Музыкальный жанр романса, исполняемого Верой Васильевной, основанный на поэтическом повторе-рефрене, задает в повествовании новые структурно-композиционные кольца, пронизывая романсным лирическим настроением текст, окрашивая его любовными переживаниями исполнительницы (прошлое) и внимающего ей героя (настоящее), позволяя им слиться в едином потоке чувств, в общности звуков мелодии и стиха. Именно на этом уровне слияния звука мелодического и звука поэтического и становится возможной персонажная переподстановка: поэтесса Анна Андреевна оказывается в тексте представленной певицей Верой Васильевной, ахматовское АА заменяется толстовским ВВ.
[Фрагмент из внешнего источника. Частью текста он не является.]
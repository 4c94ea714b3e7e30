//! The layout extraction boundary.
//!
//! PDF byte-stream parsing and page rendering live outside this crate.
//! A `LayoutSource` is whatever reader the caller has — it only needs to
//! hand over positioned text runs per page. Results are materialized
//! before analysis starts; the core never holds state across this
//! boundary.

use crate::element::PageLayout;
use crate::error::Result;

/// External collaborator that supplies per-page positioned text.
pub trait LayoutSource {
    /// Number of pages in the document.
    fn page_count(&self) -> usize;

    /// Extract the layout of one 1-based page.
    fn extract_layout(&self, page: u32) -> Result<PageLayout>;

    /// Page dimensions to substitute when a page fails to extract, so the
    /// degraded page still participates in pagination. US Letter at 72dpi
    /// by default.
    fn fallback_page_size(&self) -> (f32, f32) {
        (612.0, 792.0)
    }
}

/// Materialize every page of a source, tolerating per-page failures.
///
/// A page the source cannot extract becomes an empty page: the document
/// keeps its page count, the analyzers skip the gap, and the failure is
/// logged rather than propagated. If *every* page fails or is empty, the
/// document analyzer will classify the result as image-based downstream.
pub fn collect_pages<S: LayoutSource>(source: &S) -> Vec<PageLayout> {
    let (width, height) = source.fallback_page_size();
    (1..=source.page_count() as u32)
        .map(|number| match source.extract_layout(number) {
            Ok(page) => page,
            Err(err) => {
                log::warn!("layout extraction failed for page {}: {}", number, err);
                PageLayout::empty(number, width, height)
            }
        })
        .collect()
}

#[cfg(test)]
mod tests {
    use super::*;
    use crate::element::TextElement;
    use crate::error::Error;
    use crate::geometry::Rect;

    struct FlakySource;

    impl LayoutSource for FlakySource {
        fn page_count(&self) -> usize {
            3
        }

        fn extract_layout(&self, page: u32) -> Result<PageLayout> {
            if page == 2 {
                return Err(Error::Extraction {
                    page,
                    reason: "corrupt content stream".to_string(),
                });
            }
            Ok(PageLayout::new(
                page,
                612.0,
                792.0,
                vec![TextElement::new(
                    "ok",
                    Rect::new(10.0, 10.0, 20.0, 12.0),
                    12.0,
                    page,
                )],
            ))
        }
    }

    #[test]
    fn test_failed_page_becomes_empty() {
        let pages = collect_pages(&FlakySource);
        assert_eq!(pages.len(), 3);
        assert!(!pages[0].is_empty());
        assert!(pages[1].is_empty());
        assert_eq!(pages[1].number, 2);
        assert!(!pages[2].is_empty());
    }
}
//! Document-level analysis: runs every analyzer over every page and
//! aggregates the results into one report.
//!
//! Ordering is imposed here, not in the analyzers: pages ascending, and
//! within a page the fixed order alignment, spacing, margin, typography.
//! A failing analyzer costs exactly its own contribution for that page;
//! a malformed element costs exactly itself. The only hard failure lives
//! in [`DocumentAnalyzer::analyze_required`].

use crate::analyzers::{self, PageAnalyzer};
use crate::config::QcConfig;
use crate::element::PageLayout;
use crate::error::{Error, Result};
use crate::issue::QCIssue;
use crate::report::{DocumentReport, FileType};

/// Note attached to reports for documents with no extractable text.
const IMAGE_BASED_NOTE: &str =
    "No text layout could be extracted from any page; the document appears to be \
     image-based (scanned). Visual analysis was skipped.";

/// Runs the visual quality-control analyzers over a document.
pub struct DocumentAnalyzer {
    config: QcConfig,
    analyzers: Vec<Box<dyn PageAnalyzer>>,
}

impl Default for DocumentAnalyzer {
    fn default() -> Self {
        Self::new(QcConfig::default())
    }
}

impl DocumentAnalyzer {
    /// Create an analyzer with the four built-in checks.
    pub fn new(config: QcConfig) -> Self {
        Self {
            config,
            analyzers: analyzers::default_analyzers(),
        }
    }

    /// Create an analyzer with a custom check list. The reporting order
    /// within a page follows the order given here.
    pub fn with_analyzers(config: QcConfig, analyzers: Vec<Box<dyn PageAnalyzer>>) -> Self {
        Self { config, analyzers }
    }

    /// The active configuration.
    pub fn config(&self) -> &QcConfig {
        &self.config
    }

    /// Analyze a document. Never fails: extraction gaps and analyzer
    /// errors degrade to fewer issues or an image-based classification.
    ///
    /// # Examples
    ///
    /// ```
    /// use pdf_qc::config::QcConfig;
    /// use pdf_qc::document::DocumentAnalyzer;
    /// use pdf_qc::element::PageLayout;
    /// use pdf_qc::report::FileType;
    ///
    /// let analyzer = DocumentAnalyzer::new(QcConfig::default());
    /// let report = analyzer.analyze(&[PageLayout::empty(1, 612.0, 792.0)]);
    /// assert_eq!(report.file_type, FileType::ImageBased);
    /// assert!(report.issues.is_empty());
    /// ```
    pub fn analyze(&self, pages: &[PageLayout]) -> DocumentReport {
        if pages.iter().all(|page| page.is_empty()) {
            return DocumentReport::new(Vec::new(), pages.len(), FileType::ImageBased)
                .with_note(IMAGE_BASED_NOTE);
        }

        let mut ordered: Vec<&PageLayout> = pages.iter().collect();
        ordered.sort_by_key(|page| page.number);

        let mut issues = Vec::new();
        for page in ordered {
            let page = self.sanitize(page);
            for analyzer in &self.analyzers {
                match analyzer.analyze(&page, &self.config) {
                    Ok(found) => issues.extend(found),
                    Err(err) => {
                        // Partial-result policy: one bad analyzer or page
                        // must not abort the document.
                        log::warn!(
                            "{} analyzer failed on page {}, skipping its results: {}",
                            analyzer.kind(),
                            page.number,
                            err
                        );
                    }
                }
            }
        }

        DocumentReport::new(issues, pages.len(), FileType::TextBased)
    }

    /// Analyze a document the caller requires to be text-based.
    ///
    /// Returns [`Error::ExtractionUnavailable`] when no page carries any
    /// text; otherwise identical to [`Self::analyze`].
    pub fn analyze_required(&self, pages: &[PageLayout]) -> Result<DocumentReport> {
        if pages.iter().all(|page| page.is_empty()) {
            return Err(Error::ExtractionUnavailable);
        }
        Ok(self.analyze(pages))
    }

    /// Drop malformed elements before the analyzers see them.
    fn sanitize(&self, page: &PageLayout) -> PageLayout {
        let elements = page
            .elements
            .iter()
            .filter(|el| match el.validate() {
                Ok(()) => true,
                Err(reason) => {
                    log::debug!(
                        "skipping invalid element on page {}: {}",
                        page.number,
                        reason
                    );
                    false
                }
            })
            .cloned()
            .collect();
        PageLayout::new(page.number, page.width, page.height, elements)
    }
}

/// Collect issues for every element of `issues` that belongs to `kind`.
///
/// Convenience for callers presenting results grouped by check.
pub fn issues_of_kind<'a>(
    issues: &'a [QCIssue],
    kind: crate::issue::IssueKind,
) -> impl Iterator<Item = &'a QCIssue> {
    issues.iter().filter(move |issue| issue.kind == kind)
}

#[cfg(test)]
mod tests {
    use super::*;
    use crate::element::TextElement;
    use crate::error::Error;
    use crate::geometry::Rect;
    use crate::issue::{IssueKind, Severity};

    fn element(text: &str, x: f32, y: f32, font_size: f32, page: u32) -> TextElement {
        TextElement::new(text, Rect::new(x, y, 100.0, font_size), font_size, page)
    }

    fn text_page(number: u32) -> PageLayout {
        PageLayout::new(
            number,
            612.0,
            792.0,
            vec![element("hello world", 40.0, 100.0, 12.0, number)],
        )
    }

    #[test]
    fn test_image_based_document() {
        let analyzer = DocumentAnalyzer::default();
        let pages = vec![
            PageLayout::empty(1, 612.0, 792.0),
            PageLayout::empty(2, 612.0, 792.0),
        ];
        let report = analyzer.analyze(&pages);
        assert_eq!(report.file_type, FileType::ImageBased);
        assert!(report.issues.is_empty());
        assert_eq!(report.page_count, 2);
        assert!(report.note.is_some());
        assert_eq!(report.summary.total_issues, 0);
    }

    #[test]
    fn test_partially_empty_document_is_text_based() {
        let analyzer = DocumentAnalyzer::default();
        let pages = vec![PageLayout::empty(1, 612.0, 792.0), text_page(2)];
        let report = analyzer.analyze(&pages);
        assert_eq!(report.file_type, FileType::TextBased);
        assert!(report.note.is_none());
    }

    #[test]
    fn test_analyze_required_hard_failure() {
        let analyzer = DocumentAnalyzer::default();
        let pages = vec![PageLayout::empty(1, 612.0, 792.0)];
        match analyzer.analyze_required(&pages) {
            Err(Error::ExtractionUnavailable) => {}
            other => panic!("expected ExtractionUnavailable, got {:?}", other.map(|_| ())),
        }
    }

    #[test]
    fn test_analyze_required_passes_through() {
        let analyzer = DocumentAnalyzer::default();
        let report = analyzer.analyze_required(&[text_page(1)]).unwrap();
        assert_eq!(report.file_type, FileType::TextBased);
    }

    #[test]
    fn test_invalid_elements_skipped_not_fatal() {
        let analyzer = DocumentAnalyzer::default();
        let mut bad = element("broken", 40.0, 120.0, 0.0, 1);
        bad.bbox.width = -5.0;
        let pages = vec![PageLayout::new(
            1,
            612.0,
            792.0,
            vec![element("hello world", 40.0, 100.0, 12.0, 1), bad],
        )];
        let report = analyzer.analyze(&pages);
        assert_eq!(report.file_type, FileType::TextBased);
        // The invalid element contributes nothing, including to margins.
        assert_eq!(report.summary.total_issues, 0);
    }

    struct FailingAnalyzer;

    impl PageAnalyzer for FailingAnalyzer {
        fn kind(&self) -> IssueKind {
            IssueKind::Spacing
        }

        fn analyze(&self, page: &PageLayout, _config: &QcConfig) -> crate::error::Result<Vec<QCIssue>> {
            Err(Error::Analyzer {
                kind: IssueKind::Spacing,
                page: page.number,
                reason: "synthetic failure".to_string(),
            })
        }
    }

    struct FixedIssueAnalyzer(IssueKind);

    impl PageAnalyzer for FixedIssueAnalyzer {
        fn kind(&self) -> IssueKind {
            self.0
        }

        fn analyze(&self, page: &PageLayout, _config: &QcConfig) -> crate::error::Result<Vec<QCIssue>> {
            Ok(vec![QCIssue::new(
                self.0,
                Severity::Medium,
                "synthetic issue",
                page.elements.clone(),
                page.number,
            )])
        }
    }

    #[test]
    fn test_failing_analyzer_swallowed() {
        let analyzer = DocumentAnalyzer::with_analyzers(
            QcConfig::default(),
            vec![
                Box::new(FixedIssueAnalyzer(IssueKind::Alignment)),
                Box::new(FailingAnalyzer),
                Box::new(FixedIssueAnalyzer(IssueKind::Margin)),
            ],
        );
        let report = analyzer.analyze(&[text_page(1)]);
        // The failure costs only the failing analyzer's contribution.
        assert_eq!(report.summary.total_issues, 2);
        assert_eq!(report.summary.by_kind[&IssueKind::Alignment], 1);
        assert_eq!(report.summary.by_kind[&IssueKind::Margin], 1);
    }

    #[test]
    fn test_pages_reported_ascending() {
        let analyzer = DocumentAnalyzer::with_analyzers(
            QcConfig::default(),
            vec![Box::new(FixedIssueAnalyzer(IssueKind::Alignment))],
        );
        // Pages supplied out of order.
        let report = analyzer.analyze(&[text_page(3), text_page(1), text_page(2)]);
        let pages: Vec<u32> = report.issues.iter().map(|issue| issue.page).collect();
        assert_eq!(pages, vec![1, 2, 3]);
    }

    #[test]
    fn test_idempotent_reports() {
        let analyzer = DocumentAnalyzer::default();
        let pages = vec![PageLayout::new(
            1,
            612.0,
            792.0,
            vec![
                element("first line", 0.0, 0.0, 12.0, 1),
                element("second line", 0.0, 22.0, 12.0, 1),
                element("third line", 0.0, 44.0, 12.0, 1),
                element("fourth line", 0.0, 66.0, 12.0, 1),
                element("fifth line", 0.0, 88.0, 12.0, 1),
                element("stray line", 0.0, 135.0, 20.0, 1),
            ],
        )];
        let first = analyzer.analyze(&pages);
        let second = analyzer.analyze(&pages);
        assert_eq!(first, second);
    }

    #[test]
    fn test_issues_of_kind_filter() {
        let issues = vec![
            QCIssue::new(
                IssueKind::Margin,
                Severity::High,
                "a",
                vec![element("x", 0.0, 0.0, 12.0, 1)],
                1,
            ),
            QCIssue::new(
                IssueKind::Spacing,
                Severity::Medium,
                "b",
                vec![element("y", 0.0, 20.0, 12.0, 1)],
                1,
            ),
        ];
        assert_eq!(issues_of_kind(&issues, IssueKind::Margin).count(), 1);
        assert_eq!(issues_of_kind(&issues, IssueKind::Typography).count(), 0);
    }
}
Критики уже обращали внимание на подобие монограмматических имен АА и ВВ [Жолковский 2005: 250]. Однако для Толстой важна не только перекличка инициалов, но и семантическое (метафорическое) значение имени героини. «Вера Васильевна» означает для героя «веру, надежду и любовь», единую триаду в ее почти божественных сущностях, порождая возможность преодоления быта бытием, музыкой и стихами - земного притяжения.

Наряду с пронизанным верой именем героини ее отчество - Васильевна - тоже «говорящее»: через его посредство писатель «поселяет-прописывает» героиню на Васильевском острове, делая ее дом (квартиру) частью петербургской (петроградской, ленинградской) топографии. Отчество героини оказывается частью «петербургского пространства», связывает ее имя с городом, а ее голос с водной стихией, охватывающей городской остров, на котором она живет.

Кажется, что в любви Симеонова к Вере Васильевне писатель хочет показать преодоление собственной малости современным персонажем, способным подняться над собой в прикосновении к прекрасному. Кажется, искусство действительно способно вознести героя над толпой, обнажить его возвышенную душу. Однако этот традиционный мотив русской литературы словно опрокидывается в тексте Толстой: ироническая тональность повествования не преодолевается даже в самых трогательных эпизодах мечтаний Симеонова, в момент его слияния с голосом Веры Васильевны.

«Эстет», «любитель», «чудак» (337), по профессии герой связан с литературой. Кажется, высокая «литературная» составляющая в характерологии персонажа должна традиционно выделить его, однако у Толстой происходит обратное

Книжная слагаемая порождает ироническое «снижение». По словам героя, переводимые им «нудные» книги «никому не нужны», они разбросаны на его столе в пыли и беспорядке и служат хозяину только подпоркой - не духовно-интеллектуальной, а предметно-физической: он подбирал «нужную по толщине книгу, чтобы подсунуть <ее> под хромой <...> уголок» граммофона (332). Книги в мире Симеонова предметны и злы. Они зооморфны и, оживая, то ли обиженные, то ли иронично подсмеивающиеся над владельцем, словно устраивают клоунаду - пренебрежительно показывают герою свои «белые язычки закладок» (332).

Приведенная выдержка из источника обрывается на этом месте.